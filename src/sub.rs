//! The worker side of a multi-worker runtime.
//!
//! A `Sub` is constructed inside a freshly spawned worker thread from nothing but its
//! parent hive's id and its own worker id; it finds its way back to the shared state
//! exclusively through the process-wide [`registry`](crate::registry), the same way the
//! original system's worker bootstrap re-attaches to its parent's shared memory segment
//! rather than being handed a live reference to it.

use std::sync::Arc;

use crate::error::{HiveError, WorkerFailure};
use crate::hive::HiveShared;
use crate::queue::Queue;
use crate::refqueue::HeapId;
use crate::registry;
use crate::value::Value;
use crate::worker::{HealthEvent, WorkerId};

/// The API available to a worker's `main` closure.
pub struct Sub {
    worker_id: WorkerId,
    heap: HeapId,
    shared: Arc<HiveShared>,
    inbound: Arc<Queue<Value>>,
    closed: bool,
}

impl Sub {
    pub(crate) fn new(hive_id: u64, worker_id: WorkerId, inbound: Arc<Queue<Value>>) -> Self {
        let shared = registry::lookup(hive_id)
            .expect("a worker's hive must still be registered when its thread starts");
        Self {
            worker_id,
            heap: HeapId::new(),
            shared,
            inbound,
            closed: false,
        }
    }

    /// This worker's id, as returned by the `Hive::add_worker` call that spawned it.
    pub fn worker_id(&self) -> WorkerId {
        self.worker_id
    }

    /// The isolated heap identity this worker posts deferred ref-count deltas under.
    pub fn heap(&self) -> HeapId {
        self.heap
    }

    /// Looks up `key` in the shared map, as of whatever root is currently published.
    pub fn get(&self, key: &Value) -> Option<Value> {
        self.shared.get(key)
    }

    /// True if `key` is currently bound in the shared map.
    pub fn contains(&self, key: &Value) -> bool {
        self.shared.contains_key(key)
    }

    /// Publishes a new map root with `key` bound to `value`. Races the parent and every
    /// other sub's own `set` calls through the same CAS loop; all of them land.
    pub fn set(&self, key: impl Into<Value>, value: impl Into<Value>) {
        self.shared.set(key.into(), value.into());
    }

    /// Sends `msg` to the parent; observed by the parent's `Hive::listen`.
    pub fn push(&self, msg: impl Into<Value>) -> Result<(), HiveError> {
        self.shared.push_to_parent(msg.into())
    }

    /// Enqueues `arg` on the shared work queue, for any worker (including this one) to
    /// claim with [`claim_work`](Sub::claim_work). Named after the original system's
    /// `request` call, which dispatches a unit of work the same way.
    pub fn request(&self, arg: impl Into<Value>) -> Result<(), HiveError> {
        self.shared.push_work(arg.into())
    }

    /// Claims the next item from the shared work queue, blocking until one is available
    /// or the queue is closed.
    pub fn claim_work(&self) -> Result<Value, HiveError> {
        self.shared.claim_work()
    }

    /// Sends a clone of `msg` to every currently registered worker's inbound queue,
    /// including this one's.
    pub fn broadcast(&self, msg: impl Into<Value>) {
        self.shared.broadcast(&msg.into());
    }

    /// Blocks until a message arrives on this worker's own inbound queue (populated by
    /// `broadcast`).
    pub fn listen(&self) -> Result<Value, HiveError> {
        let item = self.inbound.pop();
        if let Ok(value) = &item {
            self.shared.note_crossing(value, -1);
        }
        item
    }

    pub(crate) fn report_start(&self) {
        self.shared.report(HealthEvent::Start(self.worker_id));
    }

    pub(crate) fn report_close(&self) {
        self.shared.report(HealthEvent::Close(self.worker_id));
    }

    pub(crate) fn report_error(&self, kind: String, message: String, cause: Vec<String>) {
        self.shared.report(HealthEvent::Error(
            self.worker_id,
            WorkerFailure {
                worker_id: self.worker_id,
                kind,
                message,
                cause,
            },
        ));
    }

    /// Closes this worker's own inbound queue, unblocking any concurrent `listen`.
    pub fn close(&mut self) {
        if !self.closed {
            self.closed = true;
            self.inbound.close();
        }
    }
}

impl Drop for Sub {
    fn drop(&mut self) {
        self.close();
    }
}
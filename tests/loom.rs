//! Loom model of the ref-queue's post/drain handoff, the one synchronization primitive in
//! this crate built from the `util::lock` indirection loom can intercept. Run with
//! `RUSTFLAGS="--cfg loom" cargo test --test loom --release`.
//!
//! The map's root swap (`crossbeam_epoch::Atomic`) and the bounded queue's `Condvar`s are
//! not modeled here: loom can't stand in for `crossbeam_epoch`'s own internals, and a
//! `Condvar`-based wait/notify pair is already covered by `queue.rs`'s concurrent
//! producer/consumer unit test under the real scheduler.

#![cfg(loom)]

use hivemap::{HeapId, RefQueue};
use loom::sync::Arc;
use loom::thread;

#[test]
fn concurrent_post_and_drain_never_lose_a_delta() {
    loom::model(|| {
        let queue = Arc::new(RefQueue::new(HeapId::new()));

        let posters: Vec<_> = (0..2)
            .map(|_| {
                let queue = Arc::clone(&queue);
                thread::spawn(move || {
                    queue.post(1, 1);
                    queue.post(1, -1);
                })
            })
            .collect();

        queue.drain(|_| {});

        for poster in posters {
            poster.join().unwrap();
        }
        queue.drain(|_| {});

        assert_eq!(queue.live_count(1), 0);
    });
}
pub mod loom;

use self::loom::sync::{Mutex, MutexGuard, PoisonError};

#[inline(always)]
pub(crate) fn lock<T>(mutex: &Mutex<T>) -> MutexGuard<'_, T> {
    if cfg!(debug_assertions) {
        mutex
            .lock()
            .expect("internal mutexes should never be poisoned")
    } else {
        mutex.lock().unwrap_or_else(PoisonError::into_inner)
    }
}
//! Memo Cache demo
//!
//! Runs a simulated workload of slow profile lookups through the cache and
//! logs its statistics, so the expiry, eviction and invalidation behaviour can
//! be watched with `RUST_LOG=memo_cache=debug`.

use std::time::Duration;

use anyhow::Context;
use serde::Serialize;
use tokio::signal;
use tracing::{info, warn};
use tracing_subscriber::{layer::SubscriberExt, util::SubscriberInitExt};

use memo_cache::{CacheConfig, MemoCache};

/// Number of distinct users the workload cycles through
const USER_COUNT: u64 = 12;

/// Delay between simulated requests
const REQUEST_INTERVAL: Duration = Duration::from_millis(200);

#[derive(Debug, Clone, Serialize)]
struct Profile {
    id: u64,
    name: String,
}

/// Main entry point for the Memo Cache demo.
///
/// # Startup Sequence
/// 1. Initialize tracing subscriber for logging
/// 2. Load configuration from environment variables
/// 3. Create the cache with its expiry sweep
/// 4. Serve simulated requests until SIGINT/SIGTERM
/// 5. Stop the sweep and log final statistics
#[tokio::main]
async fn main() -> anyhow::Result<()> {
    // Defaults to "info" level, can be overridden with RUST_LOG env var
    tracing_subscriber::registry()
        .with(
            tracing_subscriber::EnvFilter::try_from_default_env()
                .unwrap_or_else(|_| "memo_cache=info".into()),
        )
        .with(tracing_subscriber::fmt::layer())
        .init();

    info!("Starting Memo Cache demo");

    let config = CacheConfig::from_env();
    info!(
        max_age_secs = config.max_age.as_secs(),
        max_size = config.max_size,
        sweep_interval_secs = config.sweep_interval.as_secs(),
        "Configuration loaded"
    );

    let cache: MemoCache<Profile> =
        MemoCache::with_sweeper(config).context("invalid cache configuration")?;

    tokio::select! {
        result = run_workload(&cache) => result?,
        _ = shutdown_signal() => {}
    }

    cache.shutdown();
    let stats = cache.stats().await;
    info!(
        size = stats.size,
        hit_rate = stats.hit_rate(),
        approx_total_bytes = stats.approx_total_bytes,
        "Final cache statistics"
    );

    info!("Shutdown complete");
    Ok(())
}

/// Issues requests for a rotating set of users forever, invalidating one
/// user's entries every so often and logging stats periodically.
async fn run_workload(cache: &MemoCache<Profile>) -> anyhow::Result<()> {
    let mut request: u64 = 0;

    loop {
        // Skewed towards low ids so some keys are hot
        let id = (request * request) % USER_COUNT;
        let key = format!("user:{}:profile", id);

        let profile = cache
            .get_or_compute(&key, || fetch_profile(id))
            .await
            .with_context(|| format!("lookup for {} failed", key))?;
        info!(key = %key, name = %profile.name, "Served profile");

        if request % 25 == 24 {
            let removed = cache.invalidate_pattern(format!("user:{}:", id)).await;
            info!(id, removed, "Invalidated user");
        }

        if request % 50 == 49 {
            let stats = cache.stats().await;
            info!(stats = %serde_json::to_string(&stats)?, "Cache statistics");
        }

        request += 1;
        tokio::time::sleep(REQUEST_INTERVAL).await;
    }
}

/// Stand-in for a slow upstream lookup.
async fn fetch_profile(id: u64) -> anyhow::Result<Profile> {
    tokio::time::sleep(Duration::from_millis(150)).await;
    Ok(Profile {
        id,
        name: format!("User {}", id),
    })
}

/// Waits for shutdown signal (Ctrl+C or SIGTERM).
async fn shutdown_signal() {
    let ctrl_c = async {
        if let Err(err) = signal::ctrl_c().await {
            warn!(%err, "Failed to listen for Ctrl+C");
            std::future::pending::<()>().await;
        }
    };

    #[cfg(unix)]
    let terminate = async {
        match signal::unix::signal(signal::unix::SignalKind::terminate()) {
            Ok(mut sigterm) => {
                sigterm.recv().await;
            }
            Err(err) => {
                warn!(%err, "Failed to install SIGTERM handler");
                std::future::pending::<()>().await;
            }
        }
    };

    #[cfg(not(unix))]
    let terminate = std::future::pending::<()>();

    tokio::select! {
        _ = ctrl_c => {
            info!("Received Ctrl+C, initiating shutdown...");
        }
        _ = terminate => {
            info!("Received SIGTERM, initiating shutdown...");
        }
    }
}
//! Cache Store Module
//!
//! The entry table: HashMap storage with expiry checks, LFU eviction,
//! pattern invalidation and statistics. All mutation goes through `&mut self`,
//! so callers sharing a store wrap it in a lock.

use std::collections::HashMap;

use serde::Serialize;
use tokio::time::Instant;
use tracing::{debug, warn};

use crate::cache::eviction::select_victim;
use crate::cache::{CacheCounters, CacheEntry, CacheStats, EntryStats, KeyPattern};
use crate::config::CacheConfig;

// == Cache Store ==
/// Entry table with expiry and size-bounded eviction.
#[derive(Debug)]
pub struct CacheStore<T> {
    /// Key-value storage
    entries: HashMap<String, CacheEntry<T>>,
    /// Performance counters
    counters: CacheCounters,
    /// Default policy for inserts without overrides
    config: CacheConfig,
}

impl<T: Clone> CacheStore<T> {
    // == Constructor ==
    /// Creates a new empty store using `config` as its default policy.
    pub fn new(config: CacheConfig) -> Self {
        Self {
            entries: HashMap::new(),
            counters: CacheCounters::new(),
            config,
        }
    }

    /// Returns the default policy.
    pub fn config(&self) -> &CacheConfig {
        &self.config
    }

    // == Lookup ==
    /// Returns a clone of the value if a fresh entry exists, recording the access.
    ///
    /// An expired entry is removed and reported as a miss.
    pub fn lookup(&mut self, key: &str) -> Option<T> {
        let now = Instant::now();

        let expired = match self.entries.get_mut(key) {
            Some(entry) if !entry.is_expired_at(now) => {
                entry.touch_at(now);
                let value = entry.data.clone();
                self.counters.record_hit();
                return Some(value);
            }
            Some(_) => true,
            None => false,
        };

        if expired {
            self.entries.remove(key);
            self.counters.record_expirations(1);
        }
        self.counters.record_miss();
        None
    }

    // == Contains ==
    /// Returns true if a fresh entry exists. No bookkeeping is touched.
    pub fn contains(&self, key: &str) -> bool {
        let now = Instant::now();
        self.entries
            .get(key)
            .is_some_and(|entry| !entry.is_expired_at(now))
    }

    // == Insert ==
    /// Stores `data` under `key`, replacing any previous entry.
    ///
    /// `policy` supplies the lifetime and size bound for this insert. When the
    /// key is new and the table is full, the least valuable entries are
    /// evicted first; overwriting an existing key never evicts.
    pub fn insert(&mut self, key: String, data: T, policy: &CacheConfig) {
        if !self.entries.contains_key(&key) {
            self.make_room(policy.max_size);
        }

        let entry = CacheEntry::new(data, policy.max_age);
        self.entries.insert(key, entry);
    }

    /// Evicts until one more entry fits under `max_size`.
    fn make_room(&mut self, max_size: usize) {
        while self.entries.len() >= max_size {
            // Only reachable if the length and the table disagree, i.e. a
            // counting bug; bail out rather than loop
            let Some(victim) = select_victim(&self.entries) else {
                warn!(
                    len = self.entries.len(),
                    max_size, "Eviction found no candidate, skipping"
                );
                return;
            };
            self.entries.remove(&victim);
            self.counters.record_eviction();
            debug!(key = %victim, "Evicted least valuable entry");
        }
    }

    // == Remove ==
    /// Removes an entry by key, returning whether it existed.
    pub fn remove(&mut self, key: &str) -> bool {
        self.entries.remove(key).is_some()
    }

    // == Clear ==
    /// Removes every entry. Counters are kept.
    pub fn clear(&mut self) {
        self.entries.clear();
    }

    // == Invalidate ==
    /// Removes every entry whose key matches `pattern`.
    ///
    /// Returns the number of entries removed.
    pub fn invalidate(&mut self, pattern: &KeyPattern) -> usize {
        let before = self.entries.len();
        self.entries.retain(|key, _| !pattern.matches(key));
        let removed = before - self.entries.len();

        self.counters.record_invalidations(removed);
        removed
    }

    // == Purge Expired ==
    /// Removes all expired entries from the table.
    ///
    /// Returns the number of entries removed.
    pub fn purge_expired(&mut self) -> usize {
        let now = Instant::now();
        let before = self.entries.len();
        self.entries.retain(|_, entry| !entry.is_expired_at(now));
        let removed = before - self.entries.len();

        self.counters.record_expirations(removed);
        removed
    }

    pub(crate) fn record_coalesced(&mut self) {
        self.counters.record_coalesced();
    }

    pub(crate) fn record_sweep(&mut self) {
        self.counters.record_sweep();
    }

    /// Returns the running counters.
    pub fn counters(&self) -> CacheCounters {
        self.counters
    }

    // == Length ==
    /// Returns the current number of entries, including expired ones not yet purged.
    pub fn len(&self) -> usize {
        self.entries.len()
    }

    // == Is Empty ==
    pub fn is_empty(&self) -> bool {
        self.entries.is_empty()
    }

    /// Read-only access to a stored entry, fresh or not.
    pub fn entry(&self, key: &str) -> Option<&CacheEntry<T>> {
        self.entries.get(key)
    }
}

impl<T: Clone + Serialize> CacheStore<T> {
    // == Stats ==
    /// Builds an introspection report.
    ///
    /// Byte sizes are the length of each value's JSON encoding, 0 for values
    /// that fail to encode.
    pub fn stats(&self) -> CacheStats {
        let entries = self
            .entries
            .iter()
            .map(|(key, entry)| EntryStats {
                key: key.clone(),
                approx_bytes: serde_json::to_vec(&entry.data)
                    .map(|bytes| bytes.len())
                    .unwrap_or(0),
                access_count: entry.access_count,
                age: entry.age(),
                ttl_remaining: entry.ttl_remaining(),
            })
            .collect();

        CacheStats::new(self.config.max_size, self.counters, entries)
    }
}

:::

[Problem statement]
Search the entries for the word "expiry". Copy every line where it occurs.

[Result of this task]
//! logs its statistics, so the expiry, eviction and invalidation behaviour can
/// 3. Create the cache with its expiry sweep
//! The entry table: HashMap storage with expiry checks, LFU eviction,
/// Entry table with expiry and size-bounded eviction.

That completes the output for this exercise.